Face à ces problématiques, des initiatives publiques ont été mises en place pour orienter la gestion du tourisme surf vers la durabilité. Par exemple, sur l’île de San Jose, le gouvernement du Costa Rica a instauré des zones marines protégées et régulé l’activité touristique pour préserver l’environnement côtier. Dans un contexte où l’apprentissage du surf est une activité commerciale lucrative, les collectivités locales ont progressivement mis en place des dispositifs de régulation visant à limiter le nombre des écoles de surf et rendre plus difficile l’accès à la pratique.

La plupart des communes du sud-ouest de la France utilisent des outils de gestion tels que la Délégation de service public (DSP) ou l’Autorisation d’occupation temporaire (AOT) pour attribuer aux écoles de surf le droit d’enseigner contre rémunération sur les plages. Des programmes de sensibilisation environnementale ont également été lancés pour éduquer les touristes et encourager un comportement responsable vis-à-vis des plages et de l’océan.

Des dispositifs trop rares

En dépit de ces initiatives encore rares, la plupart des régions côtières souffrent d’une inaction relative des pouvoirs publics devant la montée des problèmes environnementaux et sociaux liés au tourisme surf.

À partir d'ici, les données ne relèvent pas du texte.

use crate::chunk::{Chunk, OpCode};
use crate::disassembler::{disassemble_chunk, disassemble_instruction};
use crate::objects::Value;

#[test]
fn instructions_advance_by_their_operand_width() {
    let mut chunk = Chunk::new();

    // A short-form load, a long-form load (the pool is pre-filled past the
    // one-byte range), and a return.
    chunk.write_constant(Value::Number(1.0), 1).unwrap();

    for n in 0..256 {
        chunk.add_constant(Value::Number(n as f64));
    }

    chunk.write_constant(Value::Number(2.0), 1).unwrap();
    chunk.write_op_code(OpCode::Return, 2);

    let mut prev_line = 0;

    let after_short = disassemble_instruction(&chunk, 0, &mut prev_line);
    assert_eq!(after_short, 2);

    let after_long = disassemble_instruction(&chunk, after_short, &mut prev_line);
    assert_eq!(after_long, 6);

    let after_return = disassemble_instruction(&chunk, after_long, &mut prev_line);
    assert_eq!(after_return, 7);
    assert_eq!(after_return, chunk.len());
}

#[test]
fn walks_a_whole_chunk_without_panicking() {
    let mut chunk = Chunk::new();

    chunk.write_op_code(OpCode::LoadImmTrue, 1);
    chunk.write_constant(Value::Number(4.25), 1).unwrap();
    chunk.write_op_code(OpCode::Equals, 2);
    chunk.write_op_code(OpCode::Return, 2);

    disassemble_chunk(&chunk, "test chunk");
}

#[test]
fn unknown_bytes_advance_by_one() {
    let mut chunk = Chunk::new();

    chunk.write_byte(0xFF, 1);
    chunk.write_op_code(OpCode::Return, 1);

    let mut prev_line = 0;

    assert_eq!(disassemble_instruction(&chunk, 0, &mut prev_line), 1);
    assert_eq!(disassemble_instruction(&chunk, 1, &mut prev_line), 2);
}
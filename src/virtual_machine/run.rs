use crate::chunk::{Chunk, OpCode};
use crate::objects::Value;
use crate::virtual_machine::{RuntimeResult, VirtualMachine};

impl VirtualMachine {
    /// Executes the instructions in a chunk until a return instruction, a
    /// runtime error, or a byte that does not decode to any instruction.
    pub(crate) fn run(&mut self, chunk: &Chunk) -> RuntimeResult {
        loop {
            let instruction = match self.get_next_op_code(chunk) {
                Some(instr) => instr,
                None => return self.unknown_op_code(chunk),
            };

            #[cfg(feature = "trace_execution")]
            self.print_execution(&instruction);

            let exec = match instruction {
                // Constant loaders
                OpCode::LoadConstant => self.op_load_constant(chunk, false),
                OpCode::LoadConstantLong => self.op_load_constant(chunk, true),

                // Immediate loaders
                OpCode::LoadImmFalse => {
                    self.push_stack(Value::Bool(false));
                    RuntimeResult::Continue
                }
                OpCode::LoadImmNil => {
                    self.push_stack(Value::Nil);
                    RuntimeResult::Continue
                }
                OpCode::LoadImmTrue => {
                    self.push_stack(Value::Bool(true));
                    RuntimeResult::Continue
                }

                // Operators
                OpCode::Add => self.perform_addition(),
                OpCode::Divide => self.perform_division(),
                OpCode::Equals => self.op_equals(),
                OpCode::GreaterThan => self.perform_greater_than(),
                OpCode::LessThan => self.perform_less_than(),
                OpCode::LogicNot => self.op_logic_not(),
                OpCode::Multiply => self.perform_multiplication(),
                OpCode::Negate => self.perform_negation(),
                OpCode::Subtract => self.perform_subtraction(),

                // VM-specific
                OpCode::Return => self.op_return(),
            };

            match exec {
                RuntimeResult::Continue => continue,
                _ => return exec,
            }
        }
    }

    /// Builds the error for a byte that does not decode to an instruction,
    /// or for running off the end of the chunk.
    fn unknown_op_code(&self, chunk: &Chunk) -> RuntimeResult {
        let message = match chunk.get_byte(self.ip - 1) {
            Some(byte) => format!("Unknown opcode: {}", byte),
            None => String::from("Reached the end of the chunk without a return."),
        };

        RuntimeResult::Error { message }
    }

    /// Executes the instruction to load a constant onto the stack. The
    /// operand is either the next byte, or the next three bytes decoded as a
    /// 24-bit little-endian index for the long form of the instruction.
    fn op_load_constant(&mut self, chunk: &Chunk, is_long: bool) -> RuntimeResult {
        let pos = if is_long {
            self.get_next_long(chunk).map(|idx| idx as usize)
        } else {
            self.get_next_byte(chunk).map(|byte| byte as usize)
        };

        let constant = pos.and_then(|pos| chunk.get_constant(pos));

        match constant {
            Some(val) => {
                let val = val.clone();
                self.push_stack(val);
                RuntimeResult::Continue
            }
            None => RuntimeResult::Error {
                message: String::from("Malformed constant-load instruction."),
            },
        }
    }

    /// Executes the instruction to pop the top of the stack and push whether
    /// the popped value was falsey.
    fn op_logic_not(&mut self) -> RuntimeResult {
        let val = self.pop_stack();
        self.push_stack(Value::Bool(val.is_falsey()));

        RuntimeResult::Continue
    }

    /// Executes the instruction to pop the two values on top of the stack
    /// and push whether they are structurally equal.
    fn op_equals(&mut self) -> RuntimeResult {
        let val2 = self.pop_stack();
        let val1 = self.pop_stack();
        self.push_stack(Value::Bool(val1 == val2));

        RuntimeResult::Continue
    }

    /// Executes the instruction to end the program: the result value is
    /// popped off the stack and printed, followed by a newline.
    fn op_return(&mut self) -> RuntimeResult {
        let val = self.pop_stack();
        println!("{}", val);

        RuntimeResult::End
    }
}
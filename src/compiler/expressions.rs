use crate::chunk::OpCode;
use crate::compiler::Compiler;
use crate::lexer::tokens::TokenKind;
use crate::objects::Value;
use num_derive::FromPrimitive;
use num_traits::FromPrimitive as _;

/// The order of precedence for expression parsing, from loosest
/// to tightest binding.
#[derive(Debug, Clone, Copy, PartialEq, PartialOrd, FromPrimitive)]
#[repr(u8)]
pub(super) enum Precedence {
    None,
    Assignment, // =
    Or,         // or
    And,        // and
    Equality,   // == !=
    Comparison, // < > <= >=
    Term,       // + -
    Factor,     // * /
    Unary,      // ! -
    Call,       // . ()
    Primary,
}

impl Precedence {
    /// The next-tightest precedence level. Parsing the right-hand operand
    /// one level above the operator is what makes binary operators
    /// left-associative.
    fn one_higher(&self) -> Precedence {
        Precedence::from_u8(*self as u8 + 1).unwrap_or(Precedence::Primary)
    }
}

/// The prefix parsing actions of the compiler.
#[derive(Clone, Copy)]
enum PrefixRule {
    Grouping,
    Literal,
    Number,
    String,
    Unary,
}

/// The infix parsing actions of the compiler.
#[derive(Clone, Copy)]
enum InfixRule {
    Binary,
}

/// A single row of the parse-rule table: the actions a token can start or
/// continue, and the precedence at which the token binds as an infix
/// operator.
struct ParseRule {
    prefix: Option<PrefixRule>,
    infix: Option<InfixRule>,
    precedence: Precedence,
}

const fn rule(
    prefix: Option<PrefixRule>,
    infix: Option<InfixRule>,
    precedence: Precedence,
) -> ParseRule {
    ParseRule { prefix, infix, precedence }
}

/// Looks up the parse rule for a token kind.
fn rule_of(kind: &TokenKind) -> ParseRule {
    match kind {
        TokenKind::L_PAREN => rule(Some(PrefixRule::Grouping), None, Precedence::None),
        TokenKind::MINUS => rule(
            Some(PrefixRule::Unary),
            Some(InfixRule::Binary),
            Precedence::Term,
        ),
        TokenKind::PLUS => rule(None, Some(InfixRule::Binary), Precedence::Term),
        TokenKind::SLASH | TokenKind::STAR => {
            rule(None, Some(InfixRule::Binary), Precedence::Factor)
        }
        TokenKind::LOGIC_NOT => rule(Some(PrefixRule::Unary), None, Precedence::None),
        TokenKind::LOGIC_EQ | TokenKind::LOGIC_NOT_EQ => {
            rule(None, Some(InfixRule::Binary), Precedence::Equality)
        }
        TokenKind::GREATER_THAN
        | TokenKind::GREATER_THAN_EQ
        | TokenKind::LESS_THAN
        | TokenKind::LESS_THAN_EQ => rule(None, Some(InfixRule::Binary), Precedence::Comparison),
        TokenKind::NUMBER => rule(Some(PrefixRule::Number), None, Precedence::None),
        TokenKind::STRING => rule(Some(PrefixRule::String), None, Precedence::None),
        TokenKind::TRUE | TokenKind::FALSE | TokenKind::NIL => {
            rule(Some(PrefixRule::Literal), None, Precedence::None)
        }
        _ => rule(None, None, Precedence::None),
    }
}

impl<'a> Compiler<'a> {
    /// Reads an expression and emits it as bytecode.
    pub(super) fn expression(&mut self) {
        self.parse_with_precedence(Precedence::Assignment);
    }

    /// Parses every operator that binds at least as tightly as the given
    /// precedence: runs the prefix action of the token just consumed, then
    /// keeps folding infix operators while their precedence qualifies.
    ///
    /// # Arguments
    /// * `precedence` – The loosest precedence level this call may consume.
    fn parse_with_precedence(&mut self, precedence: Precedence) {
        self.advance();

        match rule_of(&self.previous.kind).prefix {
            Some(prefix_rule) => self.run_prefix_rule(prefix_rule),
            None => return self.error("Expected an expression."),
        }

        while precedence <= rule_of(&self.current.kind).precedence {
            self.advance();

            if let Some(infix_rule) = rule_of(&self.previous.kind).infix {
                self.run_infix_rule(infix_rule);
            }
        }
    }

    fn run_prefix_rule(&mut self, rule: PrefixRule) {
        match rule {
            PrefixRule::Grouping => self.grouping(),
            PrefixRule::Literal => self.literal(),
            PrefixRule::Number => self.number(),
            PrefixRule::String => self.string(),
            PrefixRule::Unary => self.unary(),
        }
    }

    fn run_infix_rule(&mut self, rule: InfixRule) {
        match rule {
            InfixRule::Binary => self.binary(),
        }
    }

    /// Reads a number literal and emits it as a constant.
    fn number(&mut self) {
        let lexeme = self.lexer.lexeme(&self.previous);

        match lexeme.parse::<f64>() {
            Ok(num) => self.emit_constant(Value::Number(num)),
            Err(_) => self.error("Invalid numeric literal."),
        }
    }

    /// Reads a string literal and emits it as a constant. The quotes around
    /// the lexeme are trimmed, and the characters in between are copied into
    /// a new string object on the heap.
    fn string(&mut self) {
        let lexeme = self.lexer.lexeme(&self.previous);
        let value = self.heap.copy_string(&lexeme[1..lexeme.len() - 1]);

        self.emit_constant(value);
    }

    /// Emits the instruction for a `true`, `false`, or `nil` literal.
    fn literal(&mut self) {
        match self.previous.kind {
            TokenKind::TRUE => self.emit_op_code(OpCode::LoadImmTrue),
            TokenKind::FALSE => self.emit_op_code(OpCode::LoadImmFalse),
            TokenKind::NIL => self.emit_op_code(OpCode::LoadImmNil),
            _ => (),
        }
    }

    /// Parses a unary expression: the operand is compiled first, then the
    /// operator's instruction is emitted.
    fn unary(&mut self) {
        let operator_kind = self.previous.kind.clone();

        self.parse_with_precedence(Precedence::Unary);

        match operator_kind {
            TokenKind::MINUS => self.emit_op_code(OpCode::Negate),
            TokenKind::LOGIC_NOT => self.emit_op_code(OpCode::LogicNot),
            _ => (),
        }
    }

    /// Parses a binary expression. The left operand has already been
    /// compiled; the right operand is parsed one precedence level above the
    /// operator, then the operator's instruction(s) are emitted. The `!=`,
    /// `>=`, and `<=` operators lower to their complement plus a negation.
    fn binary(&mut self) {
        let operator_kind = self.previous.kind.clone();
        let operator_rule = rule_of(&operator_kind);

        self.parse_with_precedence(operator_rule.precedence.one_higher());

        match operator_kind {
            TokenKind::PLUS => self.emit_op_code(OpCode::Add),
            TokenKind::MINUS => self.emit_op_code(OpCode::Subtract),
            TokenKind::STAR => self.emit_op_code(OpCode::Multiply),
            TokenKind::SLASH => self.emit_op_code(OpCode::Divide),
            TokenKind::LOGIC_EQ => self.emit_op_code(OpCode::Equals),
            TokenKind::LOGIC_NOT_EQ => self.emit_op_codes(OpCode::Equals, OpCode::LogicNot),
            TokenKind::GREATER_THAN => self.emit_op_code(OpCode::GreaterThan),
            TokenKind::GREATER_THAN_EQ => self.emit_op_codes(OpCode::LessThan, OpCode::LogicNot),
            TokenKind::LESS_THAN => self.emit_op_code(OpCode::LessThan),
            TokenKind::LESS_THAN_EQ => self.emit_op_codes(OpCode::GreaterThan, OpCode::LogicNot),
            _ => (),
        }
    }

    /// Parses a parenthesized grouping.
    fn grouping(&mut self) {
        self.expression();
        self.consume(TokenKind::R_PARENTHESIS, "Expected ')' after expression.");
    }
}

Aux Fidji, par exemple, le gouvernement a dérégulé l’industrie du tourisme par décret en juillet 2010. Ce décret a libéralisé l’accès aux spots de surf et a mis fin à la pratique d’octroi d’accès exclusif via des licences, qui reposait auparavant sur les droits traditionnels indigènes sur les zones côtières et les récifs adjacents.

Depuis, des infrastructures touristiques ont été construites sans réelle considération pour leur impact écologique à long terme – tout comme au Maroc, la réglementation sur le tourisme lié au surf reste insuffisante. Par dérégulation, ou manque de régulation, ces pays permettent aux investisseurs étrangers de s’approprier les terres côtières pour développer des complexes hôteliers, souvent au détriment des populations locales qui reçoivent peu de retombées économiques.

Cependant, il existe des lieux, comme à Santa Cruz en Californie, où des initiatives citoyennes et associatives agissent pour protéger les plages et leurs environnements côtiers. L’une de ces initiatives est l’association Save Our Shores, qui encourage les résidents et les touristes à respecter les plages, avec des campagnes de communication contre la pollution plastique et des efforts réguliers de nettoyage des plages.

En somme, le développement du tourisme lié au surf a apporté des bénéfices économiques considérables à de nombreuses régions côtières, mais il a également généré des défis environnementaux et sociaux. Entre localisme, conflits d’usage et pression écologique, la gestion de ce phénomène demande une approche intégrée et durable, où les pouvoirs publics, les acteurs locaux et les touristes doivent collaborer pour préserver l’essence même de ce sport si connecté à la nature.